# Stored items
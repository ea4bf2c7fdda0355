use crate::router::Assignment;
use crate::simulation::{Event, Snapshot};
use tabled::Tabled;

/// One committed route, or one line for a shipment nothing could be routed for.
#[derive(Debug, Clone, PartialEq, Tabled)]
pub struct AssignmentRow {
    pub shipment: String,
    pub requested: String,
    pub origin: String,
    pub destination: String,
    pub itinerary: String,
    pub hops: usize,
    pub assigned: u32,
    /// Units still pending once this route is counted.
    pub pending: u32,
    #[tabled(rename = "transit h")]
    pub transit_hours: String,
}

pub fn rows(assignments: &[Assignment]) -> Vec<AssignmentRow> {
    assignments.iter().flat_map(assignment_rows).collect()
}

fn assignment_rows(a: &Assignment) -> Vec<AssignmentRow> {
    if a.routes.is_empty() {
        return vec![AssignmentRow {
            shipment: a.shipment_id.to_string(),
            requested: a.requested_at.to_string(),
            origin: "-".to_string(),
            destination: a.destination_id.to_string(),
            itinerary: "-".to_string(),
            hops: 0,
            assigned: 0,
            pending: a.pending,
            transit_hours: "-".to_string(),
        }];
    }

    let mut outstanding = a.requested;
    a.routes
        .iter()
        .map(|r| {
            outstanding = outstanding.saturating_sub(r.quantity);
            AssignmentRow {
                shipment: a.shipment_id.to_string(),
                requested: a.requested_at.to_string(),
                origin: r.origin_id.to_string(),
                destination: r.destination_id.to_string(),
                itinerary: r.itinerary(),
                hops: r.legs.len(),
                assigned: r.quantity,
                pending: outstanding,
                transit_hours: r
                    .arrival()
                    .map_or("-".to_string(), |t| format!("{:.2}", a.requested_at.hours_until(t))),
            }
        })
        .collect()
}

#[derive(Debug, Clone, PartialEq, Tabled)]
pub struct EventRow {
    pub at: String,
    pub kind: String,
    pub airport: String,
    pub flight: String,
    pub shipment: String,
    pub quantity: u32,
}

impl From<&Event> for EventRow {
    fn from(e: &Event) -> Self {
        let or_dash = |v: Option<&str>| v.unwrap_or("-").to_string();
        EventRow {
            at: e.at.to_string(),
            kind: e.kind.to_string(),
            airport: or_dash(e.airport_id.as_deref()),
            flight: or_dash(e.flight_id.as_deref()),
            shipment: or_dash(e.shipment_id.as_deref()),
            quantity: e.quantity,
        }
    }
}

#[derive(Debug, Clone, PartialEq, Tabled)]
pub struct ShipmentRow {
    pub shipment: String,
    pub status: String,
    pub location: String,
    pub held: u32,
    pub airborne: u32,
    pub ready: u32,
}

pub fn shipment_rows(snapshot: &Snapshot) -> Vec<ShipmentRow> {
    snapshot
        .shipments
        .iter()
        .map(|(id, s)| ShipmentRow {
            shipment: id.to_string(),
            status: s.status.to_string(),
            location: s.location.as_deref().unwrap_or("-").to_string(),
            held: s.held_total(),
            airborne: s.airborne.values().sum(),
            ready: s.ready,
        })
        .collect()
}

#[derive(Debug, Clone, PartialEq, Tabled)]
pub struct LoadRow {
    pub id: String,
    pub load: u32,
}

/// Non-empty warehouses and flights of a snapshot.
pub fn load_rows(snapshot: &Snapshot) -> (Vec<LoadRow>, Vec<LoadRow>) {
    let to_rows = |m: &std::collections::BTreeMap<std::sync::Arc<str>, u32>| {
        m.iter()
            .map(|(id, load)| LoadRow {
                id: id.to_string(),
                load: *load,
            })
            .collect::<Vec<_>>()
    };
    (to_rows(&snapshot.warehouses), to_rows(&snapshot.flights))
}

#[cfg(test)]
mod tests {
    use super::*;
    use crate::router::{Leg, Route};
    use crate::time::Time;
    use std::sync::Arc;

    fn route(quantity: u32, hops: &[(&str, &str, &str, &str)]) -> Route {
        let legs = hops
            .iter()
            .enumerate()
            .map(|(i, (o, d, dep, arr))| Leg {
                flight: i,
                flight_id: Arc::from(format!("{}-{}", o, d)),
                origin_id: Arc::from(*o),
                destination_id: Arc::from(*d),
                departure: dep.parse().unwrap(),
                arrival: arr.parse().unwrap(),
            })
            .collect::<Vec<_>>();
        Route {
            shipment_id: Arc::from("000000001"),
            origin_id: legs[0].origin_id.clone(),
            destination_id: legs[legs.len() - 1].destination_id.clone(),
            resumed: false,
            legs,
            quantity,
            cost: 1.0,
        }
    }

    fn assignment(routes: Vec<Route>, requested: u32) -> Assignment {
        let assigned = routes.iter().map(|r| r.quantity).sum::<u32>();
        Assignment {
            shipment_id: Arc::from("000000001"),
            destination_id: Arc::from("SEQM"),
            requested_at: "2025-01-02T01:00".parse::<Time>().unwrap(),
            requested,
            routes,
            assigned,
            pending: requested - assigned,
            signals: Vec::new(),
        }
    }

    #[test]
    fn test_rows_per_route() {
        let a = assignment(
            vec![
                route(100, &[("SKBO", "SPIM", "2025-01-02T03:00", "2025-01-02T06:00"), ("SPIM", "SEQM", "2025-01-02T08:00", "2025-01-02T10:30")]),
                route(30, &[("SKBO", "SEQM", "2025-01-03T03:00", "2025-01-03T05:00")]),
            ],
            150,
        );
        let rows = rows(&[a]);
        assert_eq!(2, rows.len());
        assert_eq!("SKBO>SPIM>SEQM", rows[0].itinerary);
        assert_eq!((2, 100, 50), (rows[0].hops, rows[0].assigned, rows[0].pending));
        assert_eq!("9.50", rows[0].transit_hours);
        assert_eq!((30, 20), (rows[1].assigned, rows[1].pending));
        assert_eq!("28.00", rows[1].transit_hours);
    }

    #[test]
    fn test_unassigned_row() {
        let rows = rows(&[assignment(Vec::new(), 40)]);
        assert_eq!(1, rows.len());
        assert_eq!(("-", 0, 40), (rows[0].itinerary.as_str(), rows[0].assigned, rows[0].pending));
    }
}
use tracing_subscriber::{EnvFilter, fmt};

/// Installs the global subscriber. `RUST_LOG` overrides the default `info`
/// filter, e.g. `RUST_LOG=freightplan::router=debug`.
pub fn init() {
    let filter = EnvFilter::try_from_default_env().unwrap_or_else(|_| EnvFilter::new("info"));

    fmt()
        .with_env_filter(filter)
        .with_writer(std::io::stderr)
        .with_target(true)
        .with_thread_ids(false)
        .with_line_number(true)
        .init();
}

/// Verbose subscriber for tests; safe to call from every test.
pub fn init_test() {
    let _ = fmt()
        .with_env_filter(EnvFilter::new("debug"))
        .with_test_writer()
        .try_init();
}
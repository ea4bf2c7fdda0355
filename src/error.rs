use thiserror::Error;

#[derive(Debug, Error, Clone, PartialEq, Eq)]
pub enum ParseError {
    #[error("invalid time of day `{0}`, expected HH:MM")]
    TimeOfDay(String),
    #[error("invalid instant `{0}`, expected YYYY-MM-DDTHH:MM")]
    Instant(String),
    #[error("invalid cancellation record `{0}`, expected dd.ORIG-DEST-HH:MM")]
    Cancellation(String),
}

#[derive(Debug, Error)]
pub enum ScenarioError {
    #[error("cannot read scenario: {0}")]
    Io(#[from] std::io::Error),
    #[error("malformed scenario: {0}")]
    Json(#[from] serde_json::Error),
    #[error(transparent)]
    Parse(#[from] ParseError),
    #[error("period {year}-{month:02} is not a valid calendar month")]
    InvalidPeriod { year: i32, month: u32 },
    #[error("scenario has no airports")]
    NoAirports,
}
use crate::airport::{Airport, AirportId};
use crate::time::{MINUTES_PER_DAY, Time};
use chrono::NaiveDate;
use serde::{Deserialize, Serialize};
use std::sync::Arc;
use tabled::Tabled;

pub type InstanceId = Arc<str>;

/// Index of a flight instance inside the network arena.
pub type FlightIdx = usize;

/// Daily scheduled leg, independent of date. Times are local to the origin
/// (departure) and destination (arrival) airports.
#[derive(Clone, Debug, PartialEq, Serialize, Deserialize)]
pub struct FlightTemplate {
    pub origin_id: AirportId,
    pub destination_id: AirportId,
    /// Minutes after local midnight at the origin.
    pub departure: u32,
    /// Minutes after local midnight at the destination.
    pub arrival: u32,
    pub capacity: u32,
    pub duration: u32,
}

impl FlightTemplate {
    /// Builds a template whose duration is derived from the local clock times
    /// of both ends, wrapping past midnight.
    pub fn between(origin: &Airport, destination: &Airport, departure: u32, arrival: u32, capacity: u32) -> FlightTemplate {
        let shift = (destination.utc_offset - origin.utc_offset) as i64 * 60;
        let arrival_at_origin = arrival as i64 - shift;
        let duration = (arrival_at_origin - departure as i64).rem_euclid(MINUTES_PER_DAY);
        FlightTemplate {
            origin_id: origin.id.clone(),
            destination_id: destination.id.clone(),
            departure,
            arrival,
            capacity,
            duration: duration as u32,
        }
    }

    pub fn matches(&self, origin_id: &str, destination_id: &str, departure: u32) -> bool {
        *self.origin_id == *origin_id && *self.destination_id == *destination_id && self.departure == departure
    }
}

/// Stable id of the dated realisation of a template, e.g. `SPIM-EBCI-1405-20250103`.
pub fn instance_id(origin_id: &str, destination_id: &str, departure: u32, date: NaiveDate) -> InstanceId {
    Arc::from(format!(
        "{}-{}-{:02}{:02}-{}",
        origin_id,
        destination_id,
        departure / 60,
        departure % 60,
        date.format("%Y%m%d")
    ))
}

#[derive(Clone, Debug, PartialEq, Serialize, Deserialize, Tabled)]
pub struct FlightInstance {
    pub id: InstanceId,
    #[tabled(rename = "origin")]
    pub origin_id: AirportId,
    #[tabled(rename = "destination")]
    pub destination_id: AirportId,
    #[tabled(rename = "departure")]
    pub departure_time: Time,
    #[tabled(rename = "arrival")]
    pub arrival_time: Time,
    pub capacity: u32,
    remaining: u32,
    cancelled: bool,
}

impl FlightInstance {
    pub fn new(
        id: InstanceId,
        origin_id: AirportId,
        destination_id: AirportId,
        departure_time: Time,
        arrival_time: Time,
        capacity: u32,
    ) -> FlightInstance {
        FlightInstance {
            id,
            origin_id,
            destination_id,
            departure_time,
            arrival_time,
            capacity,
            remaining: capacity,
            cancelled: false,
        }
    }

    pub fn remaining(&self) -> u32 {
        self.remaining
    }

    pub fn is_cancelled(&self) -> bool {
        self.cancelled
    }

    /// Seats the search may use: remaining minus the transit reserve held back
    /// from the nominal capacity. Zero once cancelled.
    pub fn usable(&self, reserve_ratio: f64) -> u32 {
        if self.cancelled {
            return 0;
        }
        let reserve = (self.capacity as f64 * reserve_ratio.clamp(0.0, 1.0)).ceil() as u32;
        self.remaining.saturating_sub(reserve)
    }

    pub fn duration(&self) -> i64 {
        self.arrival_time - self.departure_time
    }

    /// Takes up to `qty` seats and returns how many were taken.
    pub(crate) fn consume(&mut self, qty: u32) -> u32 {
        let taken = qty.min(self.remaining);
        self.remaining -= taken;
        taken
    }

    /// Once cancelled an instance stays cancelled.
    pub(crate) fn cancel(&mut self) -> bool {
        let changed = !self.cancelled;
        self.cancelled = true;
        changed
    }
}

# Action item
The total of lines in the data that contain "expected" is all you should give.

# Reply to the exercise
3